Choose at DDP to get registered as FPI. The following is the link of List of DDPs:

http://www.sebi.gov.in/cms/sebi_data/attachdocs/1401427321828.pdf

2. Appoint a Tax advisor

A tax advisor will help you comply with all Tax obligations that will arise from your activities in India.

3. Appoint a Domestic Custodian

Appoint a domestic custodian and before making any investments in India, enter into an agreement with the domestic custodian providing for custodial services in respect of securities.

Domestic Custodian means any entity registered with SEBI to carry on the activity of providing custodial services in respect of securities.

4. Appoint a designated Bank

Once you are granted registration as an FPI, you will need to appoint a Designated Bank.  The Designated Bank will open and maintain a foreign currency account and/or a Non Resident Special Rupee Account for you.

Designated Bank means any bank in India which has been authorized by the Reserve Bank of India to act as a banker to FPIs.

5. Appoint a trading member

A Trading member will execute trades for the FPI. An FPI can have multiple TM’s.

6. Appoint a clearing member

Clearing member does the confirmation of trades. Clearing through single clearing member. CM–CP Agreement executed with the CM to get CP Code. CP code facility (can use existing CP code) or signing of agreement.

7. Appointment of a Compliance Officer

Every FPI is required to appoint a compliance officer who shall be responsible for monitoring the compliance of the Act, rules and regulations, notifications, guidelines, instructions etc. issued by the Board or the Central Government.

Indian Capital Markets are regulated and monitored by the Ministry of Finance, The Securities and Exchange Board of India and The Reserve Bank of India.

The Ministry of Finance regulates through the Department of Economic Affairs - Capital Markets Division. The division is responsible for formulating the policies related to the orderly growth and development of the securities markets (i.e. share, debt and derivatives) as well as protecting the interest of the investors. In particular, it is responsible for

  • institutional reforms in the securities markets,
  • building regulatory and market institutions,
  • strengthening investor protection mechanism, and
  • providing efficient legislative framework for securities markets.
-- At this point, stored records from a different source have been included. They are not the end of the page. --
#![forbid(unsafe_code)]

use std::time::{Duration, SystemTime, UNIX_EPOCH};

/// Current Unix time in milliseconds.
#[inline]
pub fn unix_ms_now() -> i64 {
	SystemTime::now()
		.duration_since(UNIX_EPOCH)
		.unwrap_or(Duration::from_secs(0))
		.as_millis() as i64
}
#![forbid(unsafe_code)]

//! Wire protocol for the haven chat gateway.
//!
//! Everything a client and the server exchange is defined here: the JSON
//! text frames that travel over the WebSocket in both directions, and the
//! JSON bodies served by the history HTTP endpoint. Frames are tagged by a
//! `type` field so clients can dispatch without peeking at the payload.

pub mod frames;

pub use frames::{
	ApiFailure, ClientFrame, DEFAULT_MAX_FRAME_BYTES, FrameError, HistoryMessage,
	HistoryResponse, ServerFrame, decode_client_frame, encode_server_frame,
};
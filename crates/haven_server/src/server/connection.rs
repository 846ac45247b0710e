#![forbid(unsafe_code)]

use std::net::SocketAddr;
use std::sync::Arc;
use std::time::{Duration, Instant};

use futures::{SinkExt, StreamExt};
use haven_domain::{ChatError, ConnectionId, GroupId, Identity};
use haven_protocol::{ClientFrame, ServerFrame, decode_client_frame, encode_server_frame};
use tokio::net::TcpStream;
use tokio::sync::mpsc;
use tokio::time::timeout;
use tokio_tungstenite::{WebSocketStream, accept_hdr_async};
use tracing::{debug, info, warn};
use tungstenite::handshake::server::{ErrorResponse, Request, Response};
use tungstenite::http::StatusCode;
use tungstenite::protocol::Message;

use crate::server::auth::AuthResolver;
use crate::server::groups::GroupRegistry;
use crate::server::hub::GroupHub;
use crate::server::registry::ConnectionRegistry;
use crate::server::store::MessageStore;

/// WebSocket endpoint path clients must request.
pub const WS_CHAT_PATH: &str = "/ws/chat";

/// Per-connection server settings.
#[derive(Debug, Clone)]
pub struct ConnectionSettings {
	pub max_frame_bytes: usize,

	/// Outbound queue depth; fan-out drops frames once it is full.
	pub outbound_queue_capacity: usize,

	/// Close the connection after this long without an inbound frame.
	pub idle_timeout: Duration,

	pub message_rate_limit_burst: u32,
	pub message_rate_limit_per_minute: u32,
}

impl Default for ConnectionSettings {
	fn default() -> Self {
		Self {
			max_frame_bytes: haven_protocol::DEFAULT_MAX_FRAME_BYTES,
			outbound_queue_capacity: 256,
			idle_timeout: Duration::from_secs(60),
			message_rate_limit_burst: 20,
			message_rate_limit_per_minute: 600,
		}
	}
}

#[derive(Debug, Clone)]
struct TokenBucket {
	capacity: f64,
	tokens: f64,
	refill_per_sec: f64,
	last: Instant,
}

impl TokenBucket {
	fn new(capacity: u32, refill_per_minute: u32) -> Option<Self> {
		if capacity == 0 || refill_per_minute == 0 {
			return None;
		}
		Some(Self {
			capacity: capacity as f64,
			tokens: capacity as f64,
			refill_per_sec: refill_per_minute as f64 / 60.0,
			last: Instant::now(),
		})
	}

	fn allow(&mut self) -> bool {
		let now = Instant::now();
		let elapsed = now.duration_since(self.last).as_secs_f64();
		if elapsed > 0.0 {
			self.tokens = (self.tokens + elapsed * self.refill_per_sec).min(self.capacity);
			self.last = now;
		}
		if self.tokens >= 1.0 {
			self.tokens -= 1.0;
			true
		} else {
			false
		}
	}
}

fn token_from_query(query: &str) -> Option<String> {
	query.split('&').find_map(|pair| {
		let (key, value) = pair.split_once('=')?;
		(key == "token").then(|| value.to_string())
	})
}

/// Queues a frame on the connection's outbound channel without blocking.
///
/// A full queue means the client is already drowning; locally generated
/// frames are dropped the same way fan-out frames are.
fn queue_frame(tx: &mpsc::Sender<ServerFrame>, frame: ServerFrame) {
	match tx.try_send(frame) {
		Ok(()) => {}
		Err(mpsc::error::TrySendError::Full(_)) => {
			metrics::counter!("haven_server_control_frames_dropped_total").increment(1);
		}
		Err(mpsc::error::TrySendError::Closed(_)) => {}
	}
}

async fn reject_with_error(ws: &mut WebSocketStream<TcpStream>, message: &str) {
	if let Ok(text) = encode_server_frame(&ServerFrame::error(message)) {
		let _ = ws.send(Message::Text(text.into())).await;
	}
	let _ = ws.close(None).await;
}

/// Serves one WebSocket session end to end: handshake on `/ws/chat`,
/// token auth, registration, frame dispatch, and cleanup.
///
/// Auth and registration failures are terminal: the client gets one error
/// frame and the socket closes. Everything after registration reports
/// per-frame errors and keeps the session alive unless the error is fatal.
#[allow(clippy::too_many_arguments)]
pub async fn handle_connection(
	conn_id: ConnectionId,
	stream: TcpStream,
	peer: SocketAddr,
	registry: ConnectionRegistry,
	hub: GroupHub,
	store: MessageStore,
	groups: GroupRegistry,
	auth: Arc<dyn AuthResolver>,
	settings: ConnectionSettings,
) -> anyhow::Result<()> {
	struct ConnectionGaugeGuard;
	impl Drop for ConnectionGaugeGuard {
		fn drop(&mut self) {
			metrics::gauge!("haven_server_active_connections").decrement(1.0);
		}
	}

	metrics::gauge!("haven_server_active_connections").increment(1.0);
	let _conn_guard = ConnectionGaugeGuard;

	let mut token: Option<String> = None;
	let callback = |req: &Request, resp: Response| {
		if req.uri().path() != WS_CHAT_PATH {
			let mut not_found = ErrorResponse::new(Some("not found".to_string()));
			*not_found.status_mut() = StatusCode::NOT_FOUND;
			return Err(not_found);
		}
		token = req.uri().query().and_then(token_from_query);
		Ok(resp)
	};

	let mut ws_stream = match accept_hdr_async(stream, callback).await {
		Ok(ws) => ws,
		Err(e) => {
			debug!(conn_id = %conn_id, remote = %peer, error = %e, "websocket handshake rejected");
			return Ok(());
		}
	};

	info!(conn_id = %conn_id, remote = %peer, "accepted websocket connection");

	let Some(token) = token else {
		warn!(conn_id = %conn_id, "missing auth token in websocket request");
		metrics::counter!("haven_server_auth_failures_total").increment(1);
		reject_with_error(&mut ws_stream, "unauthorized: missing token").await;
		return Ok(());
	};

	let identity = match auth.resolve(&token).await {
		Ok(identity) => identity,
		Err(e) => {
			warn!(conn_id = %conn_id, error = %e, "auth token rejected");
			metrics::counter!("haven_server_auth_failures_total").increment(1);
			reject_with_error(&mut ws_stream, &e.to_string()).await;
			return Ok(());
		}
	};

	info!(
		conn_id = %conn_id,
		user_id = %identity.user_id,
		username = %identity.display_name,
		"authenticated"
	);

	let (mut ws_sender, mut ws_receiver) = ws_stream.split();
	let (outbound_tx, mut outbound_rx) = mpsc::channel::<ServerFrame>(settings.outbound_queue_capacity);

	if let Err(e) = registry.register(conn_id, identity.clone(), outbound_tx.clone()).await {
		warn!(conn_id = %conn_id, error = %e, "failed to register connection");
		if let Ok(text) = encode_server_frame(&ServerFrame::error(e.to_string())) {
			let _ = ws_sender.send(Message::Text(text.into())).await;
		}
		let _ = ws_sender.send(Message::Close(None)).await;
		return Ok(());
	}

	let writer_conn_id = conn_id;
	let writer_task = tokio::spawn(async move {
		while let Some(frame) = outbound_rx.recv().await {
			let text = match encode_server_frame(&frame) {
				Ok(text) => text,
				Err(e) => {
					warn!(conn_id = %writer_conn_id, error = %e, "failed to encode outbound frame");
					continue;
				}
			};

			metrics::counter!("haven_server_frames_out_total").increment(1);
			if ws_sender.send(Message::Text(text.into())).await.is_err() {
				break;
			}
		}

		let _ = ws_sender.send(Message::Close(None)).await;
	});

	let mut message_bucket =
		TokenBucket::new(settings.message_rate_limit_burst, settings.message_rate_limit_per_minute);

	let loop_result = async {
		loop {
			let inbound = match timeout(settings.idle_timeout, ws_receiver.next()).await {
				Ok(Some(Ok(msg))) => msg,
				Ok(Some(Err(e))) => {
					debug!(conn_id = %conn_id, error = %e, "websocket read failed");
					break;
				}
				Ok(None) => break,
				Err(_) => {
					info!(conn_id = %conn_id, "closing idle connection");
					metrics::counter!("haven_server_idle_disconnects_total").increment(1);
					break;
				}
			};

			match inbound {
				Message::Text(text) => {
					metrics::counter!("haven_server_frames_in_total").increment(1);

					let frame = match decode_client_frame(text.as_str(), settings.max_frame_bytes) {
						Ok(frame) => frame,
						Err(e) => {
							metrics::counter!("haven_server_frame_decode_errors_total").increment(1);
							queue_frame(&outbound_tx, ServerFrame::error(e.to_string()));
							continue;
						}
					};

					let outcome = match frame {
						ClientFrame::Subscribe { group_id } => {
							handle_subscribe_frame(conn_id, &identity, group_id, &registry, &hub, &groups).await
						}
						ClientFrame::Unsubscribe { group_id } => {
							handle_unsubscribe_frame(conn_id, group_id, &registry, &hub).await
						}
						ClientFrame::Message { group_id, text } => {
							let allowed = match message_bucket.as_mut() {
								Some(bucket) => bucket.allow(),
								None => true,
							};
							if !allowed {
								metrics::counter!("haven_server_messages_rate_limited_total").increment(1);
								queue_frame(
									&outbound_tx,
									ServerFrame::error("rate limited: too many messages"),
								);
								continue;
							}

							handle_message_frame(&identity, group_id, text, &registry, &hub, &store, &groups)
								.await
						}
						ClientFrame::Ping { group_id: _ } => {
							queue_frame(&outbound_tx, ServerFrame::Pong);
							continue;
						}
					};

					if let Err(e) = outcome {
						metrics::counter!("haven_server_frame_errors_total").increment(1);
						queue_frame(&outbound_tx, ServerFrame::error(e.to_string()));
						if e.is_fatal() {
							warn!(conn_id = %conn_id, error = %e, "fatal error; closing connection");
							break;
						}
					}
				}
				Message::Binary(_) => {
					queue_frame(&outbound_tx, ServerFrame::error("binary frames are not supported"));
				}
				Message::Close(_) => {
					debug!(conn_id = %conn_id, "client closed connection");
					break;
				}
				// tungstenite answers pings itself; raw frames never surface.
				Message::Ping(_) | Message::Pong(_) | Message::Frame(_) => {}
			}
		}
		Ok::<(), anyhow::Error>(())
	}
	.await;

	{
		let groups_left = registry.unregister(conn_id).await;
		if !groups_left.is_empty() {
			debug!(conn_id = %conn_id, groups = groups_left.len(), "connection closing, leaving groups");
		}
		hub.drop_connection(conn_id, &groups_left).await;
	}

	drop(outbound_tx);
	let _ = writer_task.await;

	loop_result
}

async fn handle_subscribe_frame(
	conn_id: ConnectionId,
	identity: &Identity,
	group_id: String,
	registry: &ConnectionRegistry,
	hub: &GroupHub,
	groups: &GroupRegistry,
) -> Result<(), ChatError> {
	metrics::counter!("haven_server_subscribe_requests_total").increment(1);

	let group_id = GroupId::new(group_id)?;
	groups.require_member(&group_id, &identity.user_id).await?;
	registry.add_subscription(conn_id, group_id.clone()).await?;
	hub.subscribe(&group_id, conn_id).await;
	Ok(())
}

async fn handle_unsubscribe_frame(
	conn_id: ConnectionId,
	group_id: String,
	registry: &ConnectionRegistry,
	hub: &GroupHub,
) -> Result<(), ChatError> {
	metrics::counter!("haven_server_unsubscribe_requests_total").increment(1);

	let group_id = GroupId::new(group_id)?;
	hub.unsubscribe(&group_id, conn_id).await;
	registry.remove_subscription(conn_id, &group_id).await;
	Ok(())
}

async fn handle_message_frame(
	identity: &Identity,
	group_id: String,
	text: String,
	registry: &ConnectionRegistry,
	hub: &GroupHub,
	store: &MessageStore,
	groups: &GroupRegistry,
) -> Result<(), ChatError> {
	let group_id = GroupId::new(group_id)?;
	groups.require_member(&group_id, &identity.user_id).await?;
	hub.publish_stored(registry, &group_id, || store.append(&group_id, identity, &text))
		.await?;
	Ok(())
}

#[cfg(test)]
mod tests {
	use super::*;

	#[test]
	fn token_is_extracted_from_query() {
		assert_eq!(token_from_query("token=abc"), Some("abc".to_string()));
		assert_eq!(token_from_query("a=1&token=abc&b=2"), Some("abc".to_string()));
		assert_eq!(token_from_query("token="), Some(String::new()));
		assert_eq!(token_from_query("a=1&b=2"), None);
		assert_eq!(token_from_query("token"), None);
	}

	#[test]
	fn token_bucket_enforces_burst_then_refills() {
		let mut bucket = TokenBucket::new(2, 60).unwrap();
		assert!(bucket.allow());
		assert!(bucket.allow());
		assert!(!bucket.allow());

		// A refill rate of 60/min means one token per second.
		bucket.last = Instant::now() - Duration::from_secs(1);
		assert!(bucket.allow());
		assert!(!bucket.allow());
	}

	#[test]
	fn zero_rate_limit_disables_the_bucket() {
		assert!(TokenBucket::new(0, 60).is_none());
		assert!(TokenBucket::new(20, 0).is_none());
	}
}
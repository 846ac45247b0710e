#![forbid(unsafe_code)]

use std::collections::{HashMap, HashSet};
use std::future::Future;
use std::sync::Arc;
use std::time::Duration;

use anyhow::{Context, anyhow};
use haven_domain::{ChatError, Group, GroupId, Membership, UserId};
use tokio::sync::Mutex;
use tokio::time::timeout;
use tracing::warn;

use crate::util::time::unix_ms_now;

#[async_trait::async_trait]
pub trait GroupBackend: Send + Sync {
	async fn fetch_group(&self, group_id: &GroupId) -> anyhow::Result<Option<Group>>;

	async fn membership_exists(&self, group_id: &GroupId, user_id: &UserId) -> anyhow::Result<bool>;

	/// Insert paths exist for seeding and tooling; the gateway itself never
	/// creates groups.
	async fn insert_group(&self, group: &Group) -> anyhow::Result<()>;

	async fn insert_membership(&self, membership: &Membership) -> anyhow::Result<()>;
}

#[derive(Debug, Default)]
struct GroupTable {
	groups: HashMap<String, Group>,
	members: HashSet<(String, String)>,
}

pub struct InMemoryGroupBackend {
	inner: Mutex<GroupTable>,
}

impl Default for InMemoryGroupBackend {
	fn default() -> Self {
		Self { inner: Mutex::new(GroupTable::default()) }
	}
}

#[async_trait::async_trait]
impl GroupBackend for InMemoryGroupBackend {
	async fn fetch_group(&self, group_id: &GroupId) -> anyhow::Result<Option<Group>> {
		let guard = self.inner.lock().await;
		Ok(guard.groups.get(group_id.as_str()).cloned())
	}

	async fn membership_exists(&self, group_id: &GroupId, user_id: &UserId) -> anyhow::Result<bool> {
		let guard = self.inner.lock().await;
		Ok(guard
			.members
			.contains(&(group_id.as_str().to_string(), user_id.as_str().to_string())))
	}

	async fn insert_group(&self, group: &Group) -> anyhow::Result<()> {
		let mut guard = self.inner.lock().await;
		guard.groups.insert(group.id.as_str().to_string(), group.clone());
		Ok(())
	}

	async fn insert_membership(&self, membership: &Membership) -> anyhow::Result<()> {
		let mut guard = self.inner.lock().await;
		guard.members.insert((
			membership.group_id.as_str().to_string(),
			membership.user_id.as_str().to_string(),
		));
		Ok(())
	}
}

#[derive(Clone)]
pub struct PersistentGroupBackend {
	backend: PersistentBackend,
}

#[derive(Clone)]
enum PersistentBackend {
	Sqlite(sqlx::SqlitePool),
	Postgres(sqlx::PgPool),
	Mysql(sqlx::MySqlPool),
}

impl PersistentGroupBackend {
	/// Connects to the shared chat database. Schema migrations are owned by
	/// the message store's connect path.
	pub async fn connect(database_url: &str) -> anyhow::Result<Self> {
		if database_url.starts_with("sqlite:") {
			let pool = sqlx::SqlitePool::connect(database_url).await.context("connect sqlite")?;
			Ok(Self { backend: PersistentBackend::Sqlite(pool) })
		} else if database_url.starts_with("postgres:") || database_url.starts_with("postgresql:") {
			let pool = sqlx::PgPool::connect(database_url).await.context("connect postgres")?;
			Ok(Self { backend: PersistentBackend::Postgres(pool) })
		} else if database_url.starts_with("mysql:") || database_url.starts_with("mariadb:") {
			let pool = sqlx::MySqlPool::connect(database_url).await.context("connect mysql")?;
			Ok(Self { backend: PersistentBackend::Mysql(pool) })
		} else {
			Err(anyhow!("unsupported database_url (use sqlite:, postgres:, mysql:)"))
		}
	}
}

type GroupRow = (String, String, Option<String>, String, String, i64);

fn group_from_row(row: GroupRow) -> anyhow::Result<Group> {
	let (id, name, slug, tags, created_by, created_at) = row;
	let tags: Vec<String> = serde_json::from_str(&tags).context("decode group tags")?;
	Ok(Group {
		id: GroupId::new(id)?,
		name,
		slug,
		tags,
		created_by: UserId::new(created_by)?,
		created_at,
	})
}

#[async_trait::async_trait]
impl GroupBackend for PersistentGroupBackend {
	async fn fetch_group(&self, group_id: &GroupId) -> anyhow::Result<Option<Group>> {
		let row: Option<GroupRow> = match &self.backend {
			PersistentBackend::Sqlite(pool) => {
				sqlx::query_as("SELECT id, name, slug, tags, created_by, created_at FROM groups WHERE id = ?")
					.bind(group_id.as_str())
					.fetch_optional(pool)
					.await
					.context("select group (sqlite)")?
			}
			PersistentBackend::Postgres(pool) => {
				sqlx::query_as("SELECT id, name, slug, tags, created_by, created_at FROM groups WHERE id = $1")
					.bind(group_id.as_str())
					.fetch_optional(pool)
					.await
					.context("select group (postgres)")?
			}
			PersistentBackend::Mysql(pool) => {
				sqlx::query_as("SELECT id, name, slug, tags, created_by, created_at FROM groups WHERE id = ?")
					.bind(group_id.as_str())
					.fetch_optional(pool)
					.await
					.context("select group (mysql)")?
			}
		};

		row.map(group_from_row).transpose()
	}

	async fn membership_exists(&self, group_id: &GroupId, user_id: &UserId) -> anyhow::Result<bool> {
		let row: (i64,) = match &self.backend {
			PersistentBackend::Sqlite(pool) => {
				sqlx::query_as("SELECT COUNT(*) FROM group_members WHERE group_id = ? AND user_id = ?")
					.bind(group_id.as_str())
					.bind(user_id.as_str())
					.fetch_one(pool)
					.await
					.context("count membership (sqlite)")?
			}
			PersistentBackend::Postgres(pool) => {
				sqlx::query_as("SELECT COUNT(*) FROM group_members WHERE group_id = $1 AND user_id = $2")
					.bind(group_id.as_str())
					.bind(user_id.as_str())
					.fetch_one(pool)
					.await
					.context("count membership (postgres)")?
			}
			PersistentBackend::Mysql(pool) => {
				sqlx::query_as("SELECT COUNT(*) FROM group_members WHERE group_id = ? AND user_id = ?")
					.bind(group_id.as_str())
					.bind(user_id.as_str())
					.fetch_one(pool)
					.await
					.context("count membership (mysql)")?
			}
		};

		Ok(row.0 > 0)
	}

	async fn insert_group(&self, group: &Group) -> anyhow::Result<()> {
		let tags = serde_json::to_string(&group.tags).context("encode group tags")?;

		match &self.backend {
			PersistentBackend::Sqlite(pool) => {
				sqlx::query(
					"INSERT INTO groups (id, name, slug, tags, created_by, created_at) VALUES (?, ?, ?, ?, ?, ?)",
				)
				.bind(group.id.as_str())
				.bind(&group.name)
				.bind(group.slug.as_deref())
				.bind(&tags)
				.bind(group.created_by.as_str())
				.bind(group.created_at)
				.execute(pool)
				.await
				.context("insert group (sqlite)")?;
			}
			PersistentBackend::Postgres(pool) => {
				sqlx::query(
					"INSERT INTO groups (id, name, slug, tags, created_by, created_at) VALUES ($1, $2, $3, $4, $5, $6)",
				)
				.bind(group.id.as_str())
				.bind(&group.name)
				.bind(group.slug.as_deref())
				.bind(&tags)
				.bind(group.created_by.as_str())
				.bind(group.created_at)
				.execute(pool)
				.await
				.context("insert group (postgres)")?;
			}
			PersistentBackend::Mysql(pool) => {
				sqlx::query(
					"INSERT INTO groups (id, name, slug, tags, created_by, created_at) VALUES (?, ?, ?, ?, ?, ?)",
				)
				.bind(group.id.as_str())
				.bind(&group.name)
				.bind(group.slug.as_deref())
				.bind(&tags)
				.bind(group.created_by.as_str())
				.bind(group.created_at)
				.execute(pool)
				.await
				.context("insert group (mysql)")?;
			}
		}

		Ok(())
	}

	async fn insert_membership(&self, membership: &Membership) -> anyhow::Result<()> {
		match &self.backend {
			PersistentBackend::Sqlite(pool) => {
				sqlx::query(
					"INSERT OR IGNORE INTO group_members (group_id, user_id, joined_at) VALUES (?, ?, ?)",
				)
				.bind(membership.group_id.as_str())
				.bind(membership.user_id.as_str())
				.bind(membership.joined_at)
				.execute(pool)
				.await
				.context("insert membership (sqlite)")?;
			}
			PersistentBackend::Postgres(pool) => {
				sqlx::query(
					"INSERT INTO group_members (group_id, user_id, joined_at) VALUES ($1, $2, $3) \
					ON CONFLICT (group_id, user_id) DO NOTHING",
				)
				.bind(membership.group_id.as_str())
				.bind(membership.user_id.as_str())
				.bind(membership.joined_at)
				.execute(pool)
				.await
				.context("insert membership (postgres)")?;
			}
			PersistentBackend::Mysql(pool) => {
				sqlx::query(
					"INSERT IGNORE INTO group_members (group_id, user_id, joined_at) VALUES (?, ?, ?)",
				)
				.bind(membership.group_id.as_str())
				.bind(membership.user_id.as_str())
				.bind(membership.joined_at)
				.execute(pool)
				.await
				.context("insert membership (mysql)")?;
			}
		}

		Ok(())
	}
}

/// Read-mostly view of groups and memberships.
///
/// The gateway consults this before every subscribe and publish; a group's
/// creator counts as a member without a membership row.
#[derive(Clone)]
pub struct GroupRegistry {
	backend: Arc<dyn GroupBackend>,
	op_timeout: Duration,
}

impl GroupRegistry {
	pub fn new_in_memory(op_timeout: Duration) -> Self {
		Self { backend: Arc::new(InMemoryGroupBackend::default()), op_timeout }
	}

	pub fn new_persistent(backend: PersistentGroupBackend, op_timeout: Duration) -> Self {
		Self { backend: Arc::new(backend), op_timeout }
	}

	async fn with_timeout<T>(
		&self,
		what: &'static str,
		fut: impl Future<Output = anyhow::Result<T>> + Send,
	) -> Result<T, ChatError> {
		match timeout(self.op_timeout, fut).await {
			Ok(Ok(v)) => Ok(v),
			Ok(Err(e)) => {
				warn!(error = %e, "group registry {what} failed");
				Err(ChatError::TransientStore(format!("group registry unavailable ({what})")))
			}
			Err(_) => {
				warn!("group registry {what} timed out");
				Err(ChatError::TransientStore(format!("group registry timed out ({what})")))
			}
		}
	}

	/// Fetches the group or fails with `NotFound`.
	pub async fn ensure_group_exists(&self, group_id: &GroupId) -> Result<Group, ChatError> {
		let group = self.with_timeout("fetch group", self.backend.fetch_group(group_id)).await?;
		group.ok_or_else(|| ChatError::NotFound(format!("group {group_id}")))
	}

	/// Whether the user may read and write the group.
	///
	/// The creator is always a member; everyone else needs a membership row.
	pub async fn is_member(&self, group_id: &GroupId, user_id: &UserId) -> Result<bool, ChatError> {
		let group = self.ensure_group_exists(group_id).await?;
		if group.is_creator(user_id) {
			return Ok(true);
		}
		self.with_timeout("check membership", self.backend.membership_exists(group_id, user_id))
			.await
	}

	pub async fn require_member(&self, group_id: &GroupId, user_id: &UserId) -> Result<(), ChatError> {
		if self.is_member(group_id, user_id).await? {
			Ok(())
		} else {
			Err(ChatError::Forbidden(format!("not a member of {group_id}")))
		}
	}

	/// Creates a group. Fails with `Conflict` if the id is already taken.
	pub async fn create_group(&self, group: Group) -> Result<Group, ChatError> {
		let existing = self.with_timeout("fetch group", self.backend.fetch_group(&group.id)).await?;
		if existing.is_some() {
			return Err(ChatError::Conflict(format!("group {} already exists", group.id)));
		}
		self.with_timeout("insert group", self.backend.insert_group(&group)).await?;
		Ok(group)
	}

	/// Adds a membership row. Idempotent for existing members.
	pub async fn add_member(&self, group_id: &GroupId, user_id: &UserId) -> Result<(), ChatError> {
		self.ensure_group_exists(group_id).await?;
		let membership = Membership {
			group_id: group_id.clone(),
			user_id: user_id.clone(),
			joined_at: unix_ms_now(),
		};
		self.with_timeout("insert membership", self.backend.insert_membership(&membership))
			.await
	}
}
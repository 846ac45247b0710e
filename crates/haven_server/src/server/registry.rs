#![forbid(unsafe_code)]

use std::collections::{HashMap, HashSet};
use std::sync::Arc;

use haven_domain::{ChatError, ConnectionId, GroupId, Identity};
use haven_protocol::ServerFrame;
use tokio::sync::{Mutex, mpsc};

/// Live-connection bookkeeping: who is on each socket, the sender for its
/// outbound queue, and which groups it subscribed to.
///
/// The registry is a leaf: none of its methods call into the hub or the
/// stores, so its lock can be taken from inside a group's fan-out section.
#[derive(Clone, Default)]
pub struct ConnectionRegistry {
	inner: Arc<Mutex<RegistryInner>>,
}

#[derive(Default)]
struct RegistryInner {
	conns: HashMap<ConnectionId, ConnEntry>,
}

struct ConnEntry {
	identity: Identity,
	outbound: mpsc::Sender<ServerFrame>,
	groups: HashSet<GroupId>,
}

impl ConnectionRegistry {
	pub fn new() -> Self {
		Self::default()
	}

	/// Admits an authenticated connection. A duplicate id is a `Conflict`,
	/// which is fatal to the offending connection.
	pub async fn register(
		&self,
		conn_id: ConnectionId,
		identity: Identity,
		outbound: mpsc::Sender<ServerFrame>,
	) -> Result<(), ChatError> {
		let mut inner = self.inner.lock().await;
		if inner.conns.contains_key(&conn_id) {
			return Err(ChatError::Conflict(format!("connection {conn_id} already registered")));
		}
		inner.conns.insert(conn_id, ConnEntry { identity, outbound, groups: HashSet::new() });
		Ok(())
	}

	/// Removes a connection and returns the groups it was subscribed to so
	/// the caller can cascade into the hub. Idempotent.
	pub async fn unregister(&self, conn_id: ConnectionId) -> Vec<GroupId> {
		let mut inner = self.inner.lock().await;
		match inner.conns.remove(&conn_id) {
			Some(entry) => entry.groups.into_iter().collect(),
			None => Vec::new(),
		}
	}

	/// Records a subscription on the connection's entry. Idempotent.
	pub async fn add_subscription(
		&self,
		conn_id: ConnectionId,
		group_id: GroupId,
	) -> Result<(), ChatError> {
		let mut inner = self.inner.lock().await;
		let entry = inner
			.conns
			.get_mut(&conn_id)
			.ok_or_else(|| ChatError::NotFound(format!("connection {conn_id} not registered")))?;
		entry.groups.insert(group_id);
		Ok(())
	}

	/// Forgets a subscription. Idempotent, also for unknown connections.
	pub async fn remove_subscription(&self, conn_id: ConnectionId, group_id: &GroupId) {
		let mut inner = self.inner.lock().await;
		if let Some(entry) = inner.conns.get_mut(&conn_id) {
			entry.groups.remove(group_id);
		}
	}

	/// Sender for a connection's outbound queue, if it is still registered.
	pub async fn resolve_sender(&self, conn_id: ConnectionId) -> Option<mpsc::Sender<ServerFrame>> {
		let inner = self.inner.lock().await;
		inner.conns.get(&conn_id).map(|entry| entry.outbound.clone())
	}

	/// Identity bound to a connection at registration time.
	pub async fn identity(&self, conn_id: ConnectionId) -> Option<Identity> {
		let inner = self.inner.lock().await;
		inner.conns.get(&conn_id).map(|entry| entry.identity.clone())
	}

	/// Groups a connection currently subscribes to.
	pub async fn subscriptions(&self, conn_id: ConnectionId) -> Vec<GroupId> {
		let inner = self.inner.lock().await;
		match inner.conns.get(&conn_id) {
			Some(entry) => entry.groups.iter().cloned().collect(),
			None => Vec::new(),
		}
	}

	pub async fn connection_count(&self) -> usize {
		let inner = self.inner.lock().await;
		inner.conns.len()
	}
}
The Division administers legislations and rules made under the

  • Depositories Act, 1996,
  • Securities Contracts (Regulation) Act, 1956 and
  • Securities and Exchange Board of India Act, 1992.
The Regulators


Securities & Exchange Board of India (SEBI)

The Securities and Exchange Board of India (SEBI) is the regulatory authority established under the SEBI Act 1992 and is the principal regulator for Stock Exchanges in India. SEBI’s primary functions include protecting investor interests, promoting and regulating the Indian securities markets. All financial intermediaries permitted by their respective regulators to participate in the Indian securities markets are governed by SEBI regulations, whether domestic or foreign. Foreign Portfolio Investors are required to register with DDPs in order to participate in the Indian securities markets.

Click here for more information


Reserve Bank of India (RBI)

The Reserve Bank of India (RBI) is governed by the Reserve Bank of India Act, 1934. The RBI is responsible for implementing monetary and credit policies, issuing currency notes, being banker to the government, regulator of the banking system, manager of foreign exchange, and regulator of payment & settlement systems while continuously working towards the development of Indian financial markets. The RBI regulates financial markets and systems through different legislations. It regulates the foreign exchange markets through the Foreign Exchange Management Act, 1999.

Click here for more information


National Stock Exchange (NSE) – Rules and Regulations

In the role of a securities market participant, NSE is required to set out and implement rules and regulations to govern the securities market. These rules and regulations extend to member registration, securities listing, transaction monitoring, compliance by members to SEBI / RBI regulations, investor protection etc. NSE has a set of Rules and Regulations specifically applicable to each of its trading segments. NSE as an entity regulated by SEBI undergoes regular inspections by them to ensure compliance.